### THE RECORDS
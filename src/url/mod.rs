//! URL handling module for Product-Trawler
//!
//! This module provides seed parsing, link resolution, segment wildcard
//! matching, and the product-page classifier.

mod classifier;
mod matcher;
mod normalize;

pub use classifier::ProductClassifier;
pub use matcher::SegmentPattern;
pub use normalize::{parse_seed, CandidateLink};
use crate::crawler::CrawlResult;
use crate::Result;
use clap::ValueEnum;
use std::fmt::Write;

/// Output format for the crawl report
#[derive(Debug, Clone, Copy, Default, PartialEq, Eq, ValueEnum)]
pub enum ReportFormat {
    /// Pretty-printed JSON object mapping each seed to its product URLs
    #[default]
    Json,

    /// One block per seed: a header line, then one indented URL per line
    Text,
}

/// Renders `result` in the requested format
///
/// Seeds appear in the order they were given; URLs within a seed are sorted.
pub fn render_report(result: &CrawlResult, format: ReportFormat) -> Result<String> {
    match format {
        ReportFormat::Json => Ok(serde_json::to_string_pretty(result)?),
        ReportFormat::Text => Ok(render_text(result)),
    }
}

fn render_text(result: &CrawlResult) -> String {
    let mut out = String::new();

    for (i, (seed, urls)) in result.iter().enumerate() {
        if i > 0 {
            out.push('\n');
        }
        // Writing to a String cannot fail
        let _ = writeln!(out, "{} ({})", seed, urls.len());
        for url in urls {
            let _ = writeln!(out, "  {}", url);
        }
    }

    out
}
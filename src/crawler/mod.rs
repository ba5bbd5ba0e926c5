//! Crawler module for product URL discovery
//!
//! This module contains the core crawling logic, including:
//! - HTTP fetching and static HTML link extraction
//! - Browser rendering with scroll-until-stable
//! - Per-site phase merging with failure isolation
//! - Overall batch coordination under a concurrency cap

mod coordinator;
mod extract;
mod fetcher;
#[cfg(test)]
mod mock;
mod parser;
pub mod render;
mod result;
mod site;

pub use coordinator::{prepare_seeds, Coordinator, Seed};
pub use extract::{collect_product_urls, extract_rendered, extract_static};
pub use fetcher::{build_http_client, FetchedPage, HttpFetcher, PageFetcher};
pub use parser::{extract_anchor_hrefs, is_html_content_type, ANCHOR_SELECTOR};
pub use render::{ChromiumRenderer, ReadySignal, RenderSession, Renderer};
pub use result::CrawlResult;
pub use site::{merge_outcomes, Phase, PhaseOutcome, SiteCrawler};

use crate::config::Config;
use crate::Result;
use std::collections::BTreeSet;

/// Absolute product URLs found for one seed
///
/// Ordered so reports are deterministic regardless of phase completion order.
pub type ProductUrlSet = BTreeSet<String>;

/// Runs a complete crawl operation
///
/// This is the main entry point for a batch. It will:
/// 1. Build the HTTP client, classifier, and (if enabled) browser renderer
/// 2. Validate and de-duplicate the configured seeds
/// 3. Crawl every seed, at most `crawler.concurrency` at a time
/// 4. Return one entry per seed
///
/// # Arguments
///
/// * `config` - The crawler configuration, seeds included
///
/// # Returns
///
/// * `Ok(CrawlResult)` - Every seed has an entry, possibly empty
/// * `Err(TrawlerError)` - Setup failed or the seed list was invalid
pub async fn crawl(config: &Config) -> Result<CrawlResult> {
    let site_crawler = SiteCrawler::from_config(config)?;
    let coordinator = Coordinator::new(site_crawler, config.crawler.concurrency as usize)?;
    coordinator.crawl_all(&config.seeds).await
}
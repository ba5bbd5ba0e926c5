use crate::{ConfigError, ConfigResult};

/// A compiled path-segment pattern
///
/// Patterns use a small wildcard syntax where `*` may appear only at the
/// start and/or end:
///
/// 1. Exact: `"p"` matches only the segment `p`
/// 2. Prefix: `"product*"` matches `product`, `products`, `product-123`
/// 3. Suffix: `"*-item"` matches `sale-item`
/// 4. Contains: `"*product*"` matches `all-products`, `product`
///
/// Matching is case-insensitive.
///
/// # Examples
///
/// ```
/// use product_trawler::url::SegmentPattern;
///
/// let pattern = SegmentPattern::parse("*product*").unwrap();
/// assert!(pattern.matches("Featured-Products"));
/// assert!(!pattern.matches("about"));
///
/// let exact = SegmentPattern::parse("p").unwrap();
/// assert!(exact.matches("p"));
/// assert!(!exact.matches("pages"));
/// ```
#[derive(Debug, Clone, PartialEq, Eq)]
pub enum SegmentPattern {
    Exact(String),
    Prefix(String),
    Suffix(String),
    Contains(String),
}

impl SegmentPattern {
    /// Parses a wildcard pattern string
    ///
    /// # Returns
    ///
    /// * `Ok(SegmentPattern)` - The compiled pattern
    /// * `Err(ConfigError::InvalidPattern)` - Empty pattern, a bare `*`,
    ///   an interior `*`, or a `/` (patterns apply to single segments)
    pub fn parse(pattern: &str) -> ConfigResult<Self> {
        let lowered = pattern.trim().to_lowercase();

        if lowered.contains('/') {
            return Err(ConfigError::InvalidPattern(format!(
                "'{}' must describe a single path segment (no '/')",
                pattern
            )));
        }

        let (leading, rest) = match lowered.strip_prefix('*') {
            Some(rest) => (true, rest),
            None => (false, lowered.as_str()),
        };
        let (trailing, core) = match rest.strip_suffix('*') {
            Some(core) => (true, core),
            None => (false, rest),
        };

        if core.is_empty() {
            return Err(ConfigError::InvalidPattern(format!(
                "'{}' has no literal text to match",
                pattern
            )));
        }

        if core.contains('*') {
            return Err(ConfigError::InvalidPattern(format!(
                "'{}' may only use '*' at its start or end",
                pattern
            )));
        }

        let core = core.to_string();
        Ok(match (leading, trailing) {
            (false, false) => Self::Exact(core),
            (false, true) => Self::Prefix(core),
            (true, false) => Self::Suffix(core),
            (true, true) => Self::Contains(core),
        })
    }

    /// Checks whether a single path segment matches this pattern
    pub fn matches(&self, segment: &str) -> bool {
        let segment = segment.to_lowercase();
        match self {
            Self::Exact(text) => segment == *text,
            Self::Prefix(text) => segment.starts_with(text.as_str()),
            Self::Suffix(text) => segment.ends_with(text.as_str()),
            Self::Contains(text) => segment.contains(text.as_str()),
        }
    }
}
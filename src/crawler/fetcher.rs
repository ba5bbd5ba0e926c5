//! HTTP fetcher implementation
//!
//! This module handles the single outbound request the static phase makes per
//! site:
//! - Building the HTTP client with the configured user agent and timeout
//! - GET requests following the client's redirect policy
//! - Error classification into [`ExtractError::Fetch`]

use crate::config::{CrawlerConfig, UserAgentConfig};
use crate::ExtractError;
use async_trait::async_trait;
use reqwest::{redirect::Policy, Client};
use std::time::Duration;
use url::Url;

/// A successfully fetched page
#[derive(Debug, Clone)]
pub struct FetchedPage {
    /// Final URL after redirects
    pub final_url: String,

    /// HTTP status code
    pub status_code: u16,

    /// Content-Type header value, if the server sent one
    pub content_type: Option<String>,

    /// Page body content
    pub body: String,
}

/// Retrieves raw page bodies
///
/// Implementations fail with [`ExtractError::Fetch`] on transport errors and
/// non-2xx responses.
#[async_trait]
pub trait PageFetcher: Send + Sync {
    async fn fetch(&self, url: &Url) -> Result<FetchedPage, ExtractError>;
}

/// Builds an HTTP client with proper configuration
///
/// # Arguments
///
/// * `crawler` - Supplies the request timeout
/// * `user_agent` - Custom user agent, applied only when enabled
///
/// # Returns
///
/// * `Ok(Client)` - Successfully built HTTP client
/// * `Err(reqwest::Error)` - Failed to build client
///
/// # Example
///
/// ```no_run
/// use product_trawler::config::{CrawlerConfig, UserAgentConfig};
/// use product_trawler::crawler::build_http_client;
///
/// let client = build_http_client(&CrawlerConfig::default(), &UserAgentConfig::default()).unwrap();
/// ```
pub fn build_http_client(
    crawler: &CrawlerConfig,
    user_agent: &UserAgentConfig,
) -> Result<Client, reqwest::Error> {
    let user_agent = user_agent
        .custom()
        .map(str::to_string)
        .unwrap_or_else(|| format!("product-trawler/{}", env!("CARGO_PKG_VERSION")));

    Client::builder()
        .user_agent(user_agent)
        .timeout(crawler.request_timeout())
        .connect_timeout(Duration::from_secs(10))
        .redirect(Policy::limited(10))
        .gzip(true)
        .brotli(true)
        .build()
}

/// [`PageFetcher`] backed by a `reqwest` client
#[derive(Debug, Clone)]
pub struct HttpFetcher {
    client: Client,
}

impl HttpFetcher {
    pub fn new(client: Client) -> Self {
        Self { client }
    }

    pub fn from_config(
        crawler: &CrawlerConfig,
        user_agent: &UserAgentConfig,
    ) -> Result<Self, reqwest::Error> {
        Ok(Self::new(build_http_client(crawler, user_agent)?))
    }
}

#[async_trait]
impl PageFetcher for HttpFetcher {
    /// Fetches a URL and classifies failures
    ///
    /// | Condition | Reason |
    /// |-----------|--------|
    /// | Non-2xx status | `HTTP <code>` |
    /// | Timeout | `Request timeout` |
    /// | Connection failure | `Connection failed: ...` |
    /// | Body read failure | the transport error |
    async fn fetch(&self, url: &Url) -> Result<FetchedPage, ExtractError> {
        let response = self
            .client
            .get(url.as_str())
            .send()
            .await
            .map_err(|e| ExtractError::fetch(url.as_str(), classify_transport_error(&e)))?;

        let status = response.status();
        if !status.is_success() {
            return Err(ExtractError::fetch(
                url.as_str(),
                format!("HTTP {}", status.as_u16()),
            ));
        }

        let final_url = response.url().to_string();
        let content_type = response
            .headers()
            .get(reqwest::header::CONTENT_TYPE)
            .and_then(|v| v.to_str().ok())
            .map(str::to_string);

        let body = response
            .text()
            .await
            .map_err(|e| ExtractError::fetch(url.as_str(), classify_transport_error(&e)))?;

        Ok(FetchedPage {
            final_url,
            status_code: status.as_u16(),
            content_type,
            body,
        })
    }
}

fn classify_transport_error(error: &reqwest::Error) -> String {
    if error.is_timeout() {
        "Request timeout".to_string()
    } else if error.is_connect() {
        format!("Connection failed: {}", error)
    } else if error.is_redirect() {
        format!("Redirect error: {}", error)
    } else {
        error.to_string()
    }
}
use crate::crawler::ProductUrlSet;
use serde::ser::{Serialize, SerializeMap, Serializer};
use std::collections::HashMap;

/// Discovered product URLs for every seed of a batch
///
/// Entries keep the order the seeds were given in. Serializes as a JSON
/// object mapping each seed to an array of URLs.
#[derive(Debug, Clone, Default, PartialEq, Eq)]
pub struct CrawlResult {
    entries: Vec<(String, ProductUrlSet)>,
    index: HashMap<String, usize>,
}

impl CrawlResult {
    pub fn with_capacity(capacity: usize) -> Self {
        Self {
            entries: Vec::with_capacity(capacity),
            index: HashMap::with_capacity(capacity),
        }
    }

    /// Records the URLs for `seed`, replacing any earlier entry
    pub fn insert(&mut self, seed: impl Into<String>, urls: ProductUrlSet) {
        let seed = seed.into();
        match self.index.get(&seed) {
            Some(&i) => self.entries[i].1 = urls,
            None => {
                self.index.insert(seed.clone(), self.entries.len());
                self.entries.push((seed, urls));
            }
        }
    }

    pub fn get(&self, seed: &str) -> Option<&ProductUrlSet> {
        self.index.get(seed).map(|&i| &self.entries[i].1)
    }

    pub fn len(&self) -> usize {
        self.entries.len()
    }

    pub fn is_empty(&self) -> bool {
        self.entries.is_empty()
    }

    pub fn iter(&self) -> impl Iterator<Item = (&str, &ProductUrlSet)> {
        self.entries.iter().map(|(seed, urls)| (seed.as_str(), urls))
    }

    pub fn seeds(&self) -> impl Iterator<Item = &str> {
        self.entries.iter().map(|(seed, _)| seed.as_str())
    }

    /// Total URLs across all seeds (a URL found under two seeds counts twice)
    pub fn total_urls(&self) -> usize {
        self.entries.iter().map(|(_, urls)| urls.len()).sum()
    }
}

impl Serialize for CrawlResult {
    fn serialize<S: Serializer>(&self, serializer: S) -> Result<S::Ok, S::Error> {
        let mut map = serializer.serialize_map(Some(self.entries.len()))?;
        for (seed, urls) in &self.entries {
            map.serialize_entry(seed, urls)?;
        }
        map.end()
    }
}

### WHAT YOU WILL DO
Look through the records above for the string "filename", then copy every line that has it.

### WRITTEN SOLUTION
filename src/url/mod.rs
filename src/crawler/mod.rs
filename src/crawler/fetcher.rs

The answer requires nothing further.